I don't know what will be the specific benefit that makes virtual enterprise networking take off. Judging from the behavior of companies big and small during the past five years, however, I'm pretty confident there will be a killer function or two and that virtualized big-time networking will take off, whether as SDN or some other acronym.

I'm also reasonably confident that Chambers and Cisco will either back down or add some flexibility to Chambers' apparent belief that networking can't happen without networking hardware--and that networking hardware isn't worthwhile unless it's from Cisco.

It's a hard line, one that punishes customers for buying from Cisco and for having plans for their networks that may not mesh with behavior that will optimize Cisco's financial future.

Chambers emotes warm fuzzies while promising customers that Cisco will respond to as great a degree as possible to their individual concerns. The fuzzies fly so thick it's hard to credit them as sincere.

But, as in the Cisco Connect cloud fiasco, he does change his mind and, more importantly, change the behavior of Cisco as well.

It's possible that, by the time the installed base of SDN grows from 2% to something formidable, Chambers and Cisco will be fully on board with the idea that hardware is simply hardware and that software is what makes it flexible, responsive and dynamic.

It's also possible HP and Cisco will stick with proprietary, mutually exclusive approaches to SDN and get so pissy about the rivalry that neither is willing to open a crack that would make it easier for customers to breathe.

What's certain is that, in the long run, hardware is simply hardware. Neither network managers nor end users pay Cisco to truck over yet another big box to sit in a data center, sucking up power and blowing off heat.

Customers pay IT vendors for new capabilities, new functions, for the flexibility to create, change or expand their own systems according to their own needs. They don't pay for pretty boxes with Cisco's logo painted on like a VoIP phone product placement in a prime-time drama.
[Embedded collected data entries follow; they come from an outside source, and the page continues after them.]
use std::{
	path::{Path, PathBuf},
	sync::Arc,
};

use notify::{
	event::{CreateKind, ModifyKind, RemoveKind, RenameMode},
	Config as NotifyConfig, Event, EventKind, RecommendedWatcher, RecursiveMode, Watcher,
};
use thiserror::Error;
use tokio::sync::{mpsc, Notify};
use tokio_util::sync::CancellationToken;
use tracing::{debug, info, warn};

use crate::engine::{
	reconciler::{FsChange, Reconciler},
	scanner::{key_for, ScanOptions},
};

const EVENT_BUFFER: usize = 1024;

#[derive(Debug, Error)]
pub enum WatchError {
	#[error("watcher init failed: {0}")]
	Init(String),

	#[error("failed to watch {path}: {reason}")]
	Watch { path: String, reason: String },
}

/// What one notification means for the catalog.
#[derive(Debug, Clone, PartialEq, Eq)]
pub enum Signal {
	Change(FsChange),
	/// Something happened that single events cannot describe, such as a
	/// directory moved in or out. Only a full pass can settle it.
	Rescan,
}

/// Lives as long as the notification source should.
pub struct FsWatcher {
	_watcher: RecommendedWatcher,
	events: mpsc::Receiver<notify::Result<Event>>,
	context: EventContext,
}

/// Start receiving change notifications for everything under `root`.
pub fn watch(root: &Path, options: ScanOptions) -> Result<FsWatcher, WatchError> {
	let (sender, events) = mpsc::channel(EVENT_BUFFER);
	let mut watcher = RecommendedWatcher::new(
		move |res| {
			let _ = sender.blocking_send(res);
		},
		NotifyConfig::default(),
	)
	.map_err(|e| WatchError::Init(e.to_string()))?;

	watcher.watch(root, RecursiveMode::Recursive).map_err(|e| WatchError::Watch {
		path: root.display().to_string(),
		reason: e.to_string(),
	})?;

	Ok(FsWatcher { _watcher: watcher, events, context: EventContext::new(root, options) })
}

impl FsWatcher {
	/// Feed notifications to `reconciler` until cancelled or the source closes.
	pub async fn run(mut self, reconciler: Arc<Reconciler>, rescan: Arc<Notify>, cancel: CancellationToken) {
		info!(root = %self.context.root.display(), "watching for changes");
		loop {
			let received = tokio::select! {
				_ = cancel.cancelled() => break,
				received = self.events.recv() => received,
			};

			let event = match received {
				Some(Ok(event)) => event,
				Some(Err(e)) => {
					warn!(error = %e, "notification error, requesting full rescan");
					rescan.notify_one();
					continue;
				}
				None => break,
			};

			for signal in self.context.translate(&event) {
				match signal {
					Signal::Change(change) => {
						if let Err(e) = reconciler.apply(&change).await {
							// the next full pass picks it up
							warn!(?change, error = %e, "failed to apply change");
						}
					}
					Signal::Rescan => rescan.notify_one(),
				}
			}
		}
		debug!("watcher stopped");
	}
}

/// Turns raw notifications into catalog signals for one root.
#[derive(Debug, Clone)]
pub struct EventContext {
	root: PathBuf,
	canonical_root: PathBuf,
	options: ScanOptions,
}

impl EventContext {
	pub fn new(root: &Path, options: ScanOptions) -> Self {
		let canonical_root = root.canonicalize().unwrap_or_else(|_| root.to_path_buf());
		Self { root: root.to_path_buf(), canonical_root, options }
	}

	pub fn translate(&self, event: &Event) -> Vec<Signal> {
		let mut signals = Vec::new();
		match &event.kind {
			EventKind::Create(CreateKind::Folder) => signals.push(Signal::Rescan),
			EventKind::Create(_) => {
				for path in &event.paths {
					self.appeared(path, &mut signals);
				}
			}
			EventKind::Remove(RemoveKind::File) => {
				for path in &event.paths {
					self.vanished(path, &mut signals);
				}
			}
			EventKind::Remove(RemoveKind::Folder) => signals.push(Signal::Rescan),
			EventKind::Remove(_) => {
				for path in &event.paths {
					self.vanished(path, &mut signals);
				}
				signals.push(Signal::Rescan);
			}
			EventKind::Modify(ModifyKind::Name(mode)) => match mode {
				RenameMode::From => {
					for path in &event.paths {
						self.vanished(path, &mut signals);
					}
				}
				RenameMode::To => {
					for path in &event.paths {
						self.appeared(path, &mut signals);
					}
				}
				RenameMode::Both => {
					if let [from, to] = event.paths.as_slice() {
						self.vanished(from, &mut signals);
						self.appeared(to, &mut signals);
					}
				}
				_ => {
					for path in &event.paths {
						if path.exists() {
							self.appeared(path, &mut signals);
						} else {
							self.vanished(path, &mut signals);
						}
					}
				}
			},
			_ => {}
		}
		signals
	}

	fn appeared(&self, path: &Path, signals: &mut Vec<Signal>) {
		if path.is_dir() {
			signals.push(Signal::Rescan);
			return;
		}
		if !self.is_catalogable(path) {
			return;
		}
		if let Some(key) = key_for(&self.root, path) {
			signals.push(Signal::Change(FsChange::Created(key)));
		}
	}

	fn vanished(&self, path: &Path, signals: &mut Vec<Signal>) {
		if let Some(key) = key_for(&self.root, path) {
			signals.push(Signal::Change(FsChange::Removed(key)));
		}
	}

	/// Same rules the scanner applies: regular files within the depth
	/// bound, symlinks only when followed and contained.
	fn is_catalogable(&self, path: &Path) -> bool {
		let Ok(relative) = path.strip_prefix(&self.root) else {
			return false;
		};
		if relative.components().count() > self.options.max_depth {
			return false;
		}
		let Ok(meta) = std::fs::symlink_metadata(path) else {
			return false;
		};
		if meta.file_type().is_symlink() {
			if !self.options.follow_symlinks {
				return false;
			}
			return match path.canonicalize() {
				Ok(target) => target.starts_with(&self.canonical_root) && target.is_file(),
				Err(_) => false,
			};
		}
		meta.is_file()
	}
}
Chambers and Cisco will figure that out quickly enough and figure out how to add more of the unique benefits of a combined hardware/software Cisco solution into the software alone.

They'll figure it out, or customers will go elsewhere to buy software they can use to run networks without having to worry about where the hardware came from, whose name is on the side or what John Chambers thinks of the way their networks run.

That's their business, thank you and, whenever possible, it's one they'll handle without being forced to dress a certain way, act differently or buy all their hardware from one place simply because the vendor's philosophy and financial results depend more on vendor lock-in than customer satisfaction.